*** EXTRACTED MATERIAL Section Begins ***
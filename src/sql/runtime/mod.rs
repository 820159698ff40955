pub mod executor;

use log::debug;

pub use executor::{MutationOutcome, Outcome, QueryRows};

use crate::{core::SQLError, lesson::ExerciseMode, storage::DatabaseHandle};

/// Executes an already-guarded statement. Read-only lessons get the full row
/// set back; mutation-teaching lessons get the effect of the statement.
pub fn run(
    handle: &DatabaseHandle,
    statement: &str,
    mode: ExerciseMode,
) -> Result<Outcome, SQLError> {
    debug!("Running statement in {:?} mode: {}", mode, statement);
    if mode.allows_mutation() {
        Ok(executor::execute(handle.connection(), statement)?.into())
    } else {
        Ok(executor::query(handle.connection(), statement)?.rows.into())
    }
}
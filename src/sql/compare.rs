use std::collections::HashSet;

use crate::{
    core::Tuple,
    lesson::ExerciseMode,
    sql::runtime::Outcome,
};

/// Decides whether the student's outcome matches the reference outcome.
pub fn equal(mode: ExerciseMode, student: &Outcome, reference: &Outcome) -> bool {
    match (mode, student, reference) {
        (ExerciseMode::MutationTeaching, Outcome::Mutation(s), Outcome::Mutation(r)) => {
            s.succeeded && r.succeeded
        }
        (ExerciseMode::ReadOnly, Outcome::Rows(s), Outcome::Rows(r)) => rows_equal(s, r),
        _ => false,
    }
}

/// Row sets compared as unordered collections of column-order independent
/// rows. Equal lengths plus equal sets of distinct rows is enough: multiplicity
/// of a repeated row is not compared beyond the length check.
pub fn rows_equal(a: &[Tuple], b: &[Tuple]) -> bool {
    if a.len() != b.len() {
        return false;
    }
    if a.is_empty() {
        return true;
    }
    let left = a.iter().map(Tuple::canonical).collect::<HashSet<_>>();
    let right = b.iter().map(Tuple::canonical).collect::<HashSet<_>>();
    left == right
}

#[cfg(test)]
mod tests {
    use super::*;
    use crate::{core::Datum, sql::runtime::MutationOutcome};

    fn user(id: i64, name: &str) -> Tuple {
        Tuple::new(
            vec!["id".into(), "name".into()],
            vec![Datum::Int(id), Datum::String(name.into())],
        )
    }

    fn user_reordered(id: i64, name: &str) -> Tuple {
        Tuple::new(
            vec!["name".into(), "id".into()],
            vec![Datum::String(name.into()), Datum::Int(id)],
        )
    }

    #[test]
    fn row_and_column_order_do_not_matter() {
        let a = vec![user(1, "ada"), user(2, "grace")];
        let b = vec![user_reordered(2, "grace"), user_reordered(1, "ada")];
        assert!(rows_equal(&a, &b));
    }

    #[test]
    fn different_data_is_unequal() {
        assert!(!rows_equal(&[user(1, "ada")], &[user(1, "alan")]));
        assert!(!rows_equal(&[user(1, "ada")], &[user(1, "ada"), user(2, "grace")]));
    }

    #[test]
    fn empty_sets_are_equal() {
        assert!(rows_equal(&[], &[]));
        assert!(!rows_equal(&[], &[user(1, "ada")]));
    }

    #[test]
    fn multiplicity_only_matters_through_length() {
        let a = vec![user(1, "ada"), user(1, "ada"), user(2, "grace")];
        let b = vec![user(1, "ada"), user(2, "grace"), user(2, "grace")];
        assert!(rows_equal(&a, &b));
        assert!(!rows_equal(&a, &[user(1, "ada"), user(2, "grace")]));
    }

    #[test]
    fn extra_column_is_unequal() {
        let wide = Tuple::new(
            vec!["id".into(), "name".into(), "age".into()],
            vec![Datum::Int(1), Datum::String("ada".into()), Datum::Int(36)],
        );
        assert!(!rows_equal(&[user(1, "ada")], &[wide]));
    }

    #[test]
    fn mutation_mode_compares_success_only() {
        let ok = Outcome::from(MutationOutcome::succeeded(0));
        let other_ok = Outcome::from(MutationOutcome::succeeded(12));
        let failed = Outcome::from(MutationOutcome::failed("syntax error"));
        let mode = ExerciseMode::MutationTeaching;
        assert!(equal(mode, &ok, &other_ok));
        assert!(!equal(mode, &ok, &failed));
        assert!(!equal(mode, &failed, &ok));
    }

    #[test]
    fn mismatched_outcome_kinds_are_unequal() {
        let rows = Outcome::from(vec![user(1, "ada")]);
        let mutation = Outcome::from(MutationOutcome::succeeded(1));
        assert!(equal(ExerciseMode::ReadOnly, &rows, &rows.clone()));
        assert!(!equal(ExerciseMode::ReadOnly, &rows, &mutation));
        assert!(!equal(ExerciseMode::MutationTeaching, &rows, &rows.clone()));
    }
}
*** EXTRACTED MATERIAL Section Ends ***
*** EXTRACTED MATERIAL Section Begins ***
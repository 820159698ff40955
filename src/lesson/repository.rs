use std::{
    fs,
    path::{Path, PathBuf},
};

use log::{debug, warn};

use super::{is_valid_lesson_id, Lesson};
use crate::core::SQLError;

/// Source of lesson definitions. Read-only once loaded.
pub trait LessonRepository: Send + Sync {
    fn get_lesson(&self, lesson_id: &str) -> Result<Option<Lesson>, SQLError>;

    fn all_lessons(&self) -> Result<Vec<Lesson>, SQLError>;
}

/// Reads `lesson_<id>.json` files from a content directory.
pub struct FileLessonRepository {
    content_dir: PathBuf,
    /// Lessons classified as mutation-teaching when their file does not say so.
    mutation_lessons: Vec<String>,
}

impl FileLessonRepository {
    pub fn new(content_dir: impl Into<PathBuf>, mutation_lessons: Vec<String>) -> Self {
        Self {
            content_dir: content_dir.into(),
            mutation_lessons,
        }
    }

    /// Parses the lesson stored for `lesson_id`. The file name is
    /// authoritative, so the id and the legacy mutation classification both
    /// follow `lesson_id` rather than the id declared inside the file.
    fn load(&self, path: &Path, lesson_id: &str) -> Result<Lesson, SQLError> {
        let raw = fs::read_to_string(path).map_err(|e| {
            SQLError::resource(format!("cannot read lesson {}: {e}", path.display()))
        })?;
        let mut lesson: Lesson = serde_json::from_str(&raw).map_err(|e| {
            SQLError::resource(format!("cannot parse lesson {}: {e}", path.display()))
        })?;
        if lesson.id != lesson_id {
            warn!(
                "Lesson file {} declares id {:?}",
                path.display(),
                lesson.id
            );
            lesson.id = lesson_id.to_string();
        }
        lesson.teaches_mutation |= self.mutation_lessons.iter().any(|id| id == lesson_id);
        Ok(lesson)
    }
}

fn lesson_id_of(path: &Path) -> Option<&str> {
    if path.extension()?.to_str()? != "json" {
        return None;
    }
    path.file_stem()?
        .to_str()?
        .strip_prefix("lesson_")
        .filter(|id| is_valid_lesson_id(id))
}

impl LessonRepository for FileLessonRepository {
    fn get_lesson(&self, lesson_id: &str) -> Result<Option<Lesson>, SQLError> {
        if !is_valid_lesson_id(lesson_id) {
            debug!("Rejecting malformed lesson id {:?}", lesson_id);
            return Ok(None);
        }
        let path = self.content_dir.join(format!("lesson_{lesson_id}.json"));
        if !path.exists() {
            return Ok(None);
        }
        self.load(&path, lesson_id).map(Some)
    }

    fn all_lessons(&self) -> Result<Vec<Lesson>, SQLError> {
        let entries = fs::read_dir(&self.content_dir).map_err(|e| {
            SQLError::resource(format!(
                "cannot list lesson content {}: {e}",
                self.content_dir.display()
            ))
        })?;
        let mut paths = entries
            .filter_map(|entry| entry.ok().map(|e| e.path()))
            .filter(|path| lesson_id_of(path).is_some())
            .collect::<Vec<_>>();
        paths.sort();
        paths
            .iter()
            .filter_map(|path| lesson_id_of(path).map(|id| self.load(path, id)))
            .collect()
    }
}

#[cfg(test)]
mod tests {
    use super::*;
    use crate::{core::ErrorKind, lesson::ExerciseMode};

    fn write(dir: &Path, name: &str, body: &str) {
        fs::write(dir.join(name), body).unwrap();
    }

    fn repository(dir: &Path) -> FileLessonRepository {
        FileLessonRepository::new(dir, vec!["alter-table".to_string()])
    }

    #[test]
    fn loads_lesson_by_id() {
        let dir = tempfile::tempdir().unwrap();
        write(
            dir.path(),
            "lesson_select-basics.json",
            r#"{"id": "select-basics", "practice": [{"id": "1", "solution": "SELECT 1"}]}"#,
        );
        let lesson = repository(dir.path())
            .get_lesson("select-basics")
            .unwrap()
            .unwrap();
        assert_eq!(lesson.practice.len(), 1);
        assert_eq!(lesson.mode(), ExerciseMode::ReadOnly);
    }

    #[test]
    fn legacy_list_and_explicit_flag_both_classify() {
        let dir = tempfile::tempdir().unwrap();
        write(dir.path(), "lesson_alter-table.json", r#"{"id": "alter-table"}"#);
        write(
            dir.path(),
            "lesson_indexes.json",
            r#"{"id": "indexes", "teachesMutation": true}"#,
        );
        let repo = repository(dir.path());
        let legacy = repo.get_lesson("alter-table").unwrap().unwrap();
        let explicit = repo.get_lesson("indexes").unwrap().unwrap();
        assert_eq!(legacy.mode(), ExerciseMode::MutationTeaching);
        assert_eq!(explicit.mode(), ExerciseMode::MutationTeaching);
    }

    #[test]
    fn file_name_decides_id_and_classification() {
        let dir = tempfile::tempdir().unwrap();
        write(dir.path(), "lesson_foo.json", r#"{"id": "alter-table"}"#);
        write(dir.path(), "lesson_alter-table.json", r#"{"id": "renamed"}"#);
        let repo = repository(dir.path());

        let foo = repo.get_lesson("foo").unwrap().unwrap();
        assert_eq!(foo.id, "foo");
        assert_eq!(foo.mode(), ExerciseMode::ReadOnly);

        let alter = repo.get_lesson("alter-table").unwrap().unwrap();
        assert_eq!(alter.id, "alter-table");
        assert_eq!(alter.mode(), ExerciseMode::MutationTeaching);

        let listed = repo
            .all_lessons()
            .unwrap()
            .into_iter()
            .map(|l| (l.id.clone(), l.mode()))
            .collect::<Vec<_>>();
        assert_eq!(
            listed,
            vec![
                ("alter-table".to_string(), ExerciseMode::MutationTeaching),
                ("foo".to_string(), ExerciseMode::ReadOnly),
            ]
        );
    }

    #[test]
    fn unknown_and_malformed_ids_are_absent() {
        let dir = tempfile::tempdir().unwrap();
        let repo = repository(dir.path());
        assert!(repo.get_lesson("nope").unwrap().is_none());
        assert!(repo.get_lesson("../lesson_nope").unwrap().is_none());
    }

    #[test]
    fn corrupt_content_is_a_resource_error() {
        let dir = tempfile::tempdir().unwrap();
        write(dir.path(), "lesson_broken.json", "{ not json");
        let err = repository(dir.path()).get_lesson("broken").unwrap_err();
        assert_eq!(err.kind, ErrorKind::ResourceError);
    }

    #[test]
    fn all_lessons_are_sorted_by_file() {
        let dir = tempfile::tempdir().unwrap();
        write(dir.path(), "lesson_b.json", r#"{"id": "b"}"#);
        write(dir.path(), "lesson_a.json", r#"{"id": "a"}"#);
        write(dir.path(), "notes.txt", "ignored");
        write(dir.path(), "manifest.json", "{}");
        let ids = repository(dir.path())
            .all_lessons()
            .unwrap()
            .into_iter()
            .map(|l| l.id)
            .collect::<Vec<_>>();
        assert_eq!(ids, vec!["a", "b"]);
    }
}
*** EXTRACTED MATERIAL Section Ends ***
## [WORK TO COMPLETE]
Only the lines above from the line containing "filename src/sql/runtime/mod.rs" through the line containing "of column-order independent" should be retyped, exactly and with both ends included.

## [FINISHED EXERCISE]
filename src/sql/runtime/mod.rs
repository 820159698ff40955
pub mod executor;

use log::debug;

pub use executor::{MutationOutcome, Outcome, QueryRows};

use crate::{core::SQLError, lesson::ExerciseMode, storage::DatabaseHandle};

/// Executes an already-guarded statement. Read-only lessons get the full row
/// set back; mutation-teaching lessons get the effect of the statement.
pub fn run(
    handle: &DatabaseHandle,
    statement: &str,
    mode: ExerciseMode,
) -> Result<Outcome, SQLError> {
    debug!("Running statement in {:?} mode: {}", mode, statement);
    if mode.allows_mutation() {
        Ok(executor::execute(handle.connection(), statement)?.into())
    } else {
        Ok(executor::query(handle.connection(), statement)?.rows.into())
    }
}
filename src/sql/compare.rs
use std::collections::HashSet;

use crate::{
    core::Tuple,
    lesson::ExerciseMode,
    sql::runtime::Outcome,
};

/// Decides whether the student's outcome matches the reference outcome.
pub fn equal(mode: ExerciseMode, student: &Outcome, reference: &Outcome) -> bool {
    match (mode, student, reference) {
        (ExerciseMode::MutationTeaching, Outcome::Mutation(s), Outcome::Mutation(r)) => {
            s.succeeded && r.succeeded
        }
        (ExerciseMode::ReadOnly, Outcome::Rows(s), Outcome::Rows(r)) => rows_equal(s, r),
        _ => false,
    }
}

/// Row sets compared as unordered collections of column-order independent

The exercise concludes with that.